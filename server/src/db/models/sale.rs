//! Sale storage model

use chrono::{DateTime, Utc};
use serde::{Deserialize, Serialize};
use shared::models::{PaymentMethod, Sale as SharedSale, SaleStatus};
use surrealdb::RecordId;

/// Sale record
#[derive(Debug, Clone, Serialize, Deserialize)]
pub struct Sale {
    #[serde(skip_serializing_if = "Option::is_none")]
    pub id: Option<RecordId>,
    pub order_id: RecordId,
    pub sales_person_id: RecordId,
    pub date_of_sale: DateTime<Utc>,
    pub total_amount: f64,
    pub status: SaleStatus,
    pub payment_method: PaymentMethod,
    pub created_at: DateTime<Utc>,
    pub updated_at: DateTime<Utc>,
}

impl From<Sale> for SharedSale {
    fn from(s: Sale) -> Self {
        SharedSale {
            id: s.id.map(|id| id.to_string()).unwrap_or_default(),
            order_id: s.order_id.to_string(),
            sales_person_id: s.sales_person_id.to_string(),
            date_of_sale: s.date_of_sale,
            total_amount: s.total_amount,
            status: s.status,
            payment_method: s.payment_method,
            created_at: s.created_at,
            updated_at: s.updated_at,
        }
    }
}
//! Authentication middleware
//!
//! Axum middleware validating the `Authorization: Bearer <token>` header
//! and an admin-role guard for the user-management routes.

use axum::{
    extract::{FromRequestParts, Request, State},
    http::request::Parts,
    middleware::Next,
    response::Response,
};

use crate::auth::{CurrentUser, JwtError, JwtService};
use crate::core::ServerState;
use crate::utils::AppError;

/// Routes reachable without a token
const PUBLIC_ROUTES: &[&str] = &["/api/auth/login", "/api/health"];

/// Require a valid bearer token.
///
/// On success the decoded [`CurrentUser`] is injected into the request
/// extensions. OPTIONS requests (CORS preflight) and non-API paths pass
/// through untouched.
pub async fn require_auth(
    State(state): State<ServerState>,
    mut req: Request,
    next: Next,
) -> Result<Response, AppError> {
    let path = req.uri().path();

    if req.method() == http::Method::OPTIONS
        || !path.starts_with("/api/")
        || PUBLIC_ROUTES.contains(&path)
    {
        return Ok(next.run(req).await);
    }

    let auth_header = req
        .headers()
        .get(http::header::AUTHORIZATION)
        .and_then(|h| h.to_str().ok());

    let token = match auth_header {
        Some(header) => {
            JwtService::extract_from_header(header).ok_or(AppError::InvalidToken)?
        }
        None => {
            tracing::warn!(path = %path, "Request without authorization header");
            return Err(AppError::Unauthorized);
        }
    };

    match state.jwt().validate_token(token) {
        Ok(claims) => {
            req.extensions_mut().insert(CurrentUser::from(claims));
            Ok(next.run(req).await)
        }
        Err(e) => {
            tracing::warn!(path = %path, error = %e, "Token validation failed");
            match e {
                JwtError::ExpiredToken => Err(AppError::TokenExpired),
                _ => Err(AppError::InvalidToken),
            }
        }
    }
}

/// Require the admin role. Must run after [`require_auth`].
pub async fn require_admin(req: Request, next: Next) -> Result<Response, AppError> {
    let user = req
        .extensions()
        .get::<CurrentUser>()
        .ok_or(AppError::Unauthorized)?;

    if !user.is_admin() {
        tracing::warn!(user = %user.username, "Admin-only route denied");
        return Err(AppError::Forbidden("Administrator role required".to_string()));
    }

    Ok(next.run(req).await)
}

/// Extractor for handlers that need the authenticated user.
impl FromRequestParts<ServerState> for CurrentUser {
    type Rejection = AppError;

    async fn from_request_parts(
        parts: &mut Parts,
        _state: &ServerState,
    ) -> Result<Self, Self::Rejection> {
        parts
            .extensions
            .get::<CurrentUser>()
            .cloned()
            .ok_or(AppError::Unauthorized)
    }
}
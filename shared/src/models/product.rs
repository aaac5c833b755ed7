//! Product Model

use chrono::{DateTime, Utc};
use serde::{Deserialize, Serialize};

/// Product entity
///
/// `stock_qty` is owned by the inventory ledger: after creation it is only
/// ever mutated as a side effect of item operations, never through the
/// product endpoints.
#[derive(Debug, Clone, Serialize, Deserialize)]
pub struct Product {
    pub id: String,
    pub name: String,
    #[serde(default)]
    pub description: Option<String>,
    pub slug: String,
    pub sku: String,
    #[serde(default)]
    pub category_id: Option<String>,
    /// Units currently on hand (never negative)
    pub stock_qty: i64,
    /// Low-stock alert threshold
    pub alert_qty: i64,
    pub buying_price: f64,
    pub selling_price: f64,
    #[serde(default)]
    pub supplier_name: Option<String>,
    #[serde(default)]
    pub supplier_contact: Option<String>,
    pub created_at: DateTime<Utc>,
    pub updated_at: DateTime<Utc>,
}

/// Create product payload
#[derive(Debug, Clone, Serialize, Deserialize)]
pub struct ProductCreate {
    pub name: String,
    pub description: Option<String>,
    pub slug: String,
    pub sku: String,
    pub category_id: Option<String>,
    /// Initial stock baseline
    #[serde(default)]
    pub stock_qty: i64,
    #[serde(default)]
    pub alert_qty: i64,
    pub buying_price: f64,
    pub selling_price: f64,
    pub supplier_name: Option<String>,
    pub supplier_contact: Option<String>,
}

/// Update product payload (partial)
///
/// Deliberately has no `stock_qty` field: stock mutations go through the
/// ledger only.
#[derive(Debug, Clone, Serialize, Deserialize)]
pub struct ProductUpdate {
    pub name: Option<String>,
    pub description: Option<String>,
    pub slug: Option<String>,
    pub sku: Option<String>,
    pub category_id: Option<String>,
    pub alert_qty: Option<i64>,
    pub buying_price: Option<f64>,
    pub selling_price: Option<f64>,
    pub supplier_name: Option<String>,
    pub supplier_contact: Option<String>,
}
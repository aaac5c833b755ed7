//! API routes
//!
//! One module per resource, each exposing a `router()` nested under its
//! `/api/...` prefix:
//!
//! - [`health`] - liveness probe
//! - [`auth`] - login and current-user introspection
//! - [`users`] - user management (admin only)
//! - [`categories`] - category management
//! - [`products`] - product management
//! - [`items`] - line items (all mutations go through the ledger)
//! - [`orders`] - order management
//! - [`sales`] - recorded sales
//! - [`notifications`] - low-stock notification stream

pub mod auth;
pub mod categories;
pub mod health;
pub mod items;
pub mod notifications;
pub mod orders;
pub mod products;
pub mod sales;
pub mod users;

use axum::{Router, middleware};
use tower_http::cors::CorsLayer;
use tower_http::trace::TraceLayer;

use crate::core::ServerState;

/// Assemble the application router: all resource routers behind the auth
/// middleware, with CORS and request tracing outermost.
pub fn create_router(state: ServerState) -> Router {
    Router::new()
        .merge(health::router())
        .merge(auth::router())
        .merge(users::router())
        .merge(categories::router())
        .merge(products::router())
        .merge(items::router())
        .merge(orders::router())
        .merge(sales::router())
        .merge(notifications::router())
        .layer(middleware::from_fn_with_state(
            state.clone(),
            crate::auth::require_auth,
        ))
        .layer(CorsLayer::permissive())
        .layer(TraceLayer::new_for_http())
        .with_state(state)
}
//! Logging Infrastructure
//!
//! Structured logging setup for both development and production.

use std::path::Path;

/// Initialize the logger with the default level
pub fn init_logger() {
    init_logger_with_file(None, None);
}

/// Initialize the logger with optional file output
///
/// `log_level` falls back to `RUST_LOG`, then to `info`. When `log_dir`
/// points at an existing directory a daily rolling file appender is used
/// instead of stdout.
pub fn init_logger_with_file(log_level: Option<&str>, log_dir: Option<&str>) {
    let level = log_level
        .map(str::to_string)
        .or_else(|| std::env::var("RUST_LOG").ok())
        .unwrap_or_else(|| "info".to_string());

    let subscriber = tracing_subscriber::fmt()
        .with_max_level(level.parse().unwrap_or(tracing::Level::INFO))
        .with_file(false)
        .with_line_number(false)
        .with_thread_ids(false)
        .with_target(false);

    if let Some(dir) = log_dir {
        let log_path = Path::new(dir);
        if log_path.exists()
            && let Some(dir_str) = log_path.to_str()
        {
            let file_appender = tracing_appender::rolling::daily(dir_str, "inventory-server");
            subscriber.with_writer(file_appender).init();
            return;
        }
    }

    subscriber.init();
}
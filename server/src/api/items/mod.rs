//! Item API module
//!
//! Every mutation here is a ledger operation; these routes never write
//! stock or totals themselves.

mod handler;

use axum::{Router, routing::get};

use crate::core::ServerState;

pub fn router() -> Router<ServerState> {
    Router::new().nest("/api/items", routes())
}

fn routes() -> Router<ServerState> {
    Router::new()
        .route("/", get(handler::list).post(handler::create))
        .route(
            "/{id}",
            get(handler::get_by_id)
                .put(handler::update)
                .delete(handler::delete),
        )
}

━━━━━━

### AIM OF THE TASK:
Across the whole listing, show each line where the word "Self" occurs.

### ANSWER TO THIS PROBLEM:
    fn from(s: Sale) -> Self {
    ) -> Result<Self, Self::Rejection> {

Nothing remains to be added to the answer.